In my previous post, I discussed how I was having difficulty getting a WiX-built MSI installer to correctly assign permissions for the Internet guest account to a folder on both Windows Server 2003 and Windows Server 2008.  The thing about WiX/MSI is that if you keep hammering at it long enough, you can usually find a solution (even if it is ugly and convoluted).  That proved true again today (for better or for worse).

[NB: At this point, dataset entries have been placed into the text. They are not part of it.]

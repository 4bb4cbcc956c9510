//! CLI commands for the wallet
//!
//! Implements all command handlers for the CLI interface.

use crate::crypto::{Address, KeyPair};
use crate::ledger::Ledger;
use crate::multisig::{ActionStatus, LogSink, MultisigWallet};
use crate::storage::{Storage, StorageConfig, WalletSnapshot};
use std::path::{Path, PathBuf};

/// Result type for CLI operations
pub type CliResult<T> = Result<T, Box<dyn std::error::Error>>;

/// Application state
pub struct AppState {
    pub wallet: MultisigWallet,
    pub ledger: Ledger,
    pub storage: Storage,
}

impl AppState {
    /// Load the wallet from the data directory
    pub fn load(data_dir: &Path) -> CliResult<Self> {
        let storage = open_storage(data_dir)?;

        if !storage.exists() {
            return Err(format!(
                "no wallet at {:?}; create one with: multisig init --owners <a,b> --required <n>",
                data_dir
            )
            .into());
        }

        let WalletSnapshot { wallet, ledger } = storage.load()?;

        Ok(Self {
            wallet,
            ledger,
            storage,
        })
    }

    /// Forward pending events and save the current state
    pub fn save(&mut self) -> CliResult<()> {
        self.wallet.publish(&LogSink);
        let snapshot = WalletSnapshot::new(self.wallet.clone(), self.ledger.clone());
        self.storage.save(&snapshot)?;
        Ok(())
    }
}

fn open_storage(data_dir: &Path) -> CliResult<Storage> {
    let storage_config = StorageConfig {
        data_dir: data_dir.to_path_buf(),
        ..Default::default()
    };
    Ok(Storage::new(storage_config)?)
}

/// Parse hex call data, with or without a 0x prefix
pub fn parse_payload(s: &str) -> Result<Vec<u8>, hex::FromHexError> {
    hex::decode(s.strip_prefix("0x").unwrap_or(s))
}

/// The authenticated caller behind a private key
fn caller_from_key(key_hex: &str) -> CliResult<Address> {
    Ok(KeyPair::from_private_key_hex(key_hex)?.address())
}

/// Create a new wallet
pub fn cmd_init(
    data_dir: &Path,
    owners: Vec<Address>,
    required: usize,
    force: bool,
) -> CliResult<()> {
    let storage = open_storage(data_dir)?;

    if storage.exists() && !force {
        println!("⚠️  Wallet already exists at {:?}", data_dir);
        println!("   Use --force to reinitialize (this will delete existing data)");
        return Ok(());
    }

    let mut wallet = MultisigWallet::new(owners, required)?;
    wallet.publish(&LogSink);
    storage.save(&WalletSnapshot::new(wallet.clone(), Ledger::new()))?;

    println!("✅ Multisig wallet initialized!");
    println!("   📁 Data directory: {:?}", data_dir);
    println!("   📍 Address: {}", wallet.address());
    println!("   🔐 Policy: {}", wallet.description());
    for owner in wallet.owners() {
        println!("   └─ Owner: {}", owner);
    }

    Ok(())
}

/// Generate an owner key pair
pub fn cmd_keygen() -> CliResult<()> {
    let key_pair = KeyPair::generate();

    println!("🔐 New owner key generated!");
    println!("   📍 Address: {}", key_pair.address());
    println!("   🔑 Public Key: {}", key_pair.public_key_hex());
    println!("   🗝️  Private Key: {}", key_pair.private_key_hex());
    println!("\n   ⚠️  IMPORTANT: Store the private key safely; it is not saved anywhere.");

    Ok(())
}

/// Send value into the wallet
pub fn cmd_deposit(state: &mut AppState, from: Address, amount: u128) -> CliResult<()> {
    let balance = state.ledger.credit(*state.wallet.address(), amount)?;
    state.wallet.deposit(from, amount);
    state.save()?;

    println!("📥 Deposited {} from {}", amount, from);
    println!("   💰 Wallet balance: {}", balance);

    Ok(())
}

/// Propose a new action
pub fn cmd_submit(
    state: &mut AppState,
    key: &str,
    to: Address,
    amount: u128,
    payload: Vec<u8>,
) -> CliResult<()> {
    let caller = caller_from_key(key)?;
    let index = state.wallet.submit(&caller, to, amount, payload)?;
    state.save()?;

    println!("📝 Action submitted!");
    println!("   Index: {}", index);
    println!("   To: {}", to);
    println!("   Amount: {}", amount);
    println!(
        "   Needs {} approval(s) before execution",
        state.wallet.required()
    );

    Ok(())
}

/// Approve an action
pub fn cmd_approve(state: &mut AppState, key: &str, index: usize) -> CliResult<()> {
    let caller = caller_from_key(key)?;
    state.wallet.approve(&caller, index)?;
    state.save()?;

    let approvals = state.wallet.approval_count(index)?;
    println!("✍️  Action {} approved by {}", index, caller);
    println!("   Approvals: {}/{}", approvals, state.wallet.required());

    Ok(())
}

/// Revoke an approval
pub fn cmd_revoke(state: &mut AppState, key: &str, index: usize) -> CliResult<()> {
    let caller = caller_from_key(key)?;
    state.wallet.revoke(&caller, index)?;
    state.save()?;

    let approvals = state.wallet.approval_count(index)?;
    println!("↩️  Approval for action {} revoked by {}", index, caller);
    println!("   Approvals: {}/{}", approvals, state.wallet.required());

    Ok(())
}

/// Execute an approved action
pub fn cmd_execute(state: &mut AppState, index: usize) -> CliResult<()> {
    let AppState { wallet, ledger, .. } = state;
    wallet.execute(index, ledger)?;
    state.save()?;

    let action = state.wallet.action(index)?;
    println!("🚀 Action {} executed!", index);
    println!("   Sent {} to {}", action.amount, action.destination);
    println!(
        "   💰 Wallet balance: {}",
        state.ledger.balance_of(state.wallet.address())
    );

    Ok(())
}

/// Show one action
pub fn cmd_show(state: &AppState, index: usize) -> CliResult<()> {
    let action = state.wallet.action(index)?;

    println!("📄 Action {}", index);
    println!("   ├─ To: {}", action.destination);
    println!("   ├─ Amount: {}", action.amount);
    println!("   ├─ Data: 0x{}", hex::encode(&action.payload));
    println!("   ├─ Submitted by: {}", action.submitted_by);
    println!(
        "   ├─ Submitted at: {}",
        action.submitted_at.format("%Y-%m-%d %H:%M:%S")
    );
    match action.status() {
        ActionStatus::Pending { approvals } => {
            println!(
                "   ├─ Status: pending ({}/{})",
                approvals,
                state.wallet.required()
            );
        }
        ActionStatus::Executed => {
            let at = action
                .executed_at
                .map(|t| t.format("%Y-%m-%d %H:%M:%S").to_string())
                .unwrap_or_default();
            println!("   ├─ Status: executed {}", at);
        }
    }
    println!("   └─ Approvals:");
    for owner in state.wallet.owners() {
        let mark = if action.is_approved_by(owner) { "✅" } else { "⬜" };
        println!("      {} {}", mark, owner);
    }

    Ok(())
}

/// Display wallet information
pub fn cmd_status(state: &AppState) -> CliResult<()> {
    let wallet = &state.wallet;

    println!("🔐 Multisig Wallet");
    println!("   ├─ Address: {}", wallet.address());
    println!("   ├─ Policy: {}", wallet.description());
    println!(
        "   ├─ Balance: {}",
        state.ledger.balance_of(wallet.address())
    );
    println!(
        "   ├─ Created: {}",
        wallet.created_at.format("%Y-%m-%d %H:%M:%S")
    );
    println!("   └─ Actions: {}", wallet.action_count());

    if wallet.action_count() > 0 {
        println!("\n   Recent actions:");
        for action in wallet.actions().iter().rev().take(10) {
            let status = match action.status() {
                ActionStatus::Pending { approvals } => {
                    format!("pending {}/{}", approvals, wallet.required())
                }
                ActionStatus::Executed => "executed".to_string(),
            };
            println!(
                "   #{} | {} → {} | {}",
                action.index, action.amount, action.destination, status
            );
        }
        if wallet.action_count() > 10 {
            println!("   ... and {} more", wallet.action_count() - 10);
        }
    }

    Ok(())
}

/// Export wallet state to file
pub fn cmd_export(state: &AppState, path: &PathBuf) -> CliResult<()> {
    let snapshot = WalletSnapshot::new(state.wallet.clone(), state.ledger.clone());
    crate::storage::save_to_file(&snapshot, path)?;
    println!("📦 Wallet exported to {:?}", path);
    Ok(())
}

/// Import wallet state from file
pub fn cmd_import(data_dir: &Path, path: &PathBuf, force: bool) -> CliResult<()> {
    let snapshot = crate::storage::load_from_file(path)?;
    let storage = open_storage(data_dir)?;

    if storage.exists() && !force {
        println!("⚠️  Wallet already exists at {:?}", data_dir);
        println!("   Use --force to replace it with the imported wallet");
        return Ok(());
    }

    storage.save(&snapshot)?;

    println!("📥 Wallet imported from {:?}", path);
    println!("   Address: {}", snapshot.wallet.address());
    println!("   Actions: {}", snapshot.wallet.action_count());

    Ok(())
}

#[cfg(test)]
mod tests {
    use super::*;

    #[test]
    fn test_parse_payload() {
        assert_eq!(parse_payload("0x00ff").unwrap(), vec![0x00, 0xff]);
        assert_eq!(parse_payload("abcd").unwrap(), vec![0xab, 0xcd]);
        assert_eq!(parse_payload("").unwrap(), Vec::<u8>::new());
        assert!(parse_payload("0xz").is_err());
    }

    #[test]
    fn test_cli_workflow() {
        let dir = tempfile::tempdir().unwrap();
        let alice = KeyPair::generate();
        let bob = KeyPair::generate();
        let receiver = Address::new([0xee; 20]);

        cmd_init(dir.path(), vec![alice.address(), bob.address()], 2, false).unwrap();

        let mut state = AppState::load(dir.path()).unwrap();
        cmd_deposit(&mut state, receiver, 5_000).unwrap();
        cmd_submit(&mut state, &alice.private_key_hex(), receiver, 1_000, vec![]).unwrap();
        cmd_approve(&mut state, &alice.private_key_hex(), 0).unwrap();

        // Quorum not reached yet
        assert!(cmd_execute(&mut state, 0).is_err());

        // Reload from disk between steps
        let mut state = AppState::load(dir.path()).unwrap();
        cmd_approve(&mut state, &bob.private_key_hex(), 0).unwrap();
        cmd_execute(&mut state, 0).unwrap();
        cmd_show(&state, 0).unwrap();
        cmd_status(&state).unwrap();

        let state = AppState::load(dir.path()).unwrap();
        assert!(state.wallet.action(0).unwrap().executed);
        assert_eq!(state.ledger.balance_of(&receiver), 1_000);
        assert_eq!(state.ledger.balance_of(state.wallet.address()), 4_000);
    }

    #[test]
    fn test_cli_rejects_stranger_key() {
        let dir = tempfile::tempdir().unwrap();
        let alice = KeyPair::generate();
        let stranger = KeyPair::generate();

        cmd_init(dir.path(), vec![alice.address()], 1, false).unwrap();
        let mut state = AppState::load(dir.path()).unwrap();

        let result = cmd_submit(
            &mut state,
            &stranger.private_key_hex(),
            alice.address(),
            1,
            vec![],
        );
        assert!(result.is_err());
        assert_eq!(state.wallet.action_count(), 0);
    }

    #[test]
    fn test_init_does_not_overwrite() {
        let dir = tempfile::tempdir().unwrap();
        let alice = KeyPair::generate();
        let bob = KeyPair::generate();

        cmd_init(dir.path(), vec![alice.address()], 1, false).unwrap();
        cmd_init(dir.path(), vec![bob.address()], 1, false).unwrap();
        let state = AppState::load(dir.path()).unwrap();
        assert!(state.wallet.is_owner(&alice.address()));

        cmd_init(dir.path(), vec![bob.address()], 1, true).unwrap();
        let state = AppState::load(dir.path()).unwrap();
        assert!(state.wallet.is_owner(&bob.address()));
    }

    #[test]
    fn test_init_validation_error() {
        let dir = tempfile::tempdir().unwrap();
        assert!(cmd_init(dir.path(), vec![], 1, false).is_err());
        assert!(AppState::load(dir.path()).is_err());
    }

    #[test]
    fn test_export_import() {
        let source = tempfile::tempdir().unwrap();
        let target = tempfile::tempdir().unwrap();
        let alice = KeyPair::generate();

        cmd_init(source.path(), vec![alice.address()], 1, false).unwrap();
        let state = AppState::load(source.path()).unwrap();
        let export_path = source.path().join("export.json");
        cmd_export(&state, &export_path).unwrap();

        cmd_import(target.path(), &export_path, false).unwrap();
        let imported = AppState::load(target.path()).unwrap();
        assert_eq!(imported.wallet.address(), state.wallet.address());
    }

    #[test]
    fn test_import_does_not_overwrite() {
        let source = tempfile::tempdir().unwrap();
        let target = tempfile::tempdir().unwrap();
        let alice = KeyPair::generate();
        let bob = KeyPair::generate();

        cmd_init(source.path(), vec![alice.address()], 1, false).unwrap();
        let exported = AppState::load(source.path()).unwrap();
        let export_path = source.path().join("export.json");
        cmd_export(&exported, &export_path).unwrap();

        cmd_init(target.path(), vec![bob.address()], 1, false).unwrap();
        cmd_import(target.path(), &export_path, false).unwrap();
        let state = AppState::load(target.path()).unwrap();
        assert!(state.wallet.is_owner(&bob.address()));

        cmd_import(target.path(), &export_path, true).unwrap();
        let state = AppState::load(target.path()).unwrap();
        assert_eq!(state.wallet.address(), exported.wallet.address());
    }
}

My solution uses two properties (one to store the account name, the other the domain), and two sets of custom actions to correctly populate the properties based on the OS version.  Here is the relevant bits of code:


   1:  <Property Id="WEBUSER" Value="Byah" />
   2:  <Property Id="WEBDOMAIN" Value="Byah" />
   3:  <CustomAction Id="SetWebuserIIS7" Return="check" Property="WEBUSER" Value="IIS_IUSRS" />
   4:  <CustomAction Id="SetWebuserIIS6" Return="check" Property="WEBUSER" Value="IUSR_[ComputerName]" />
   5:  <CustomAction Id="SetDomainIIS7" Return="check" Property="WEBDOMAIN" Value="" />
   6:  <CustomAction Id="SetDomainIIS6" Return="check" Property="WEBDOMAIN" Value="[ComputerName]" />
   7:  <!-- SNIP -->
   8:  <CreateFolder>
   9:      <util:PermissionEx User="NetworkService" GenericAll="yes"  />
  10:      <util:PermissionEx User="Administrators" GenericAll="yes"/>
  11:      <util:PermissionEx User="Users" GenericRead="yes" GenericExecute="yes"  />
  12:      <util:PermissionEx User="[WEBUSER]" Domain="[WEBDOMAIN]" GenericRead="yes" GenericExecute="yes"/>
  13:  </CreateFolder>

I hope that helps someone!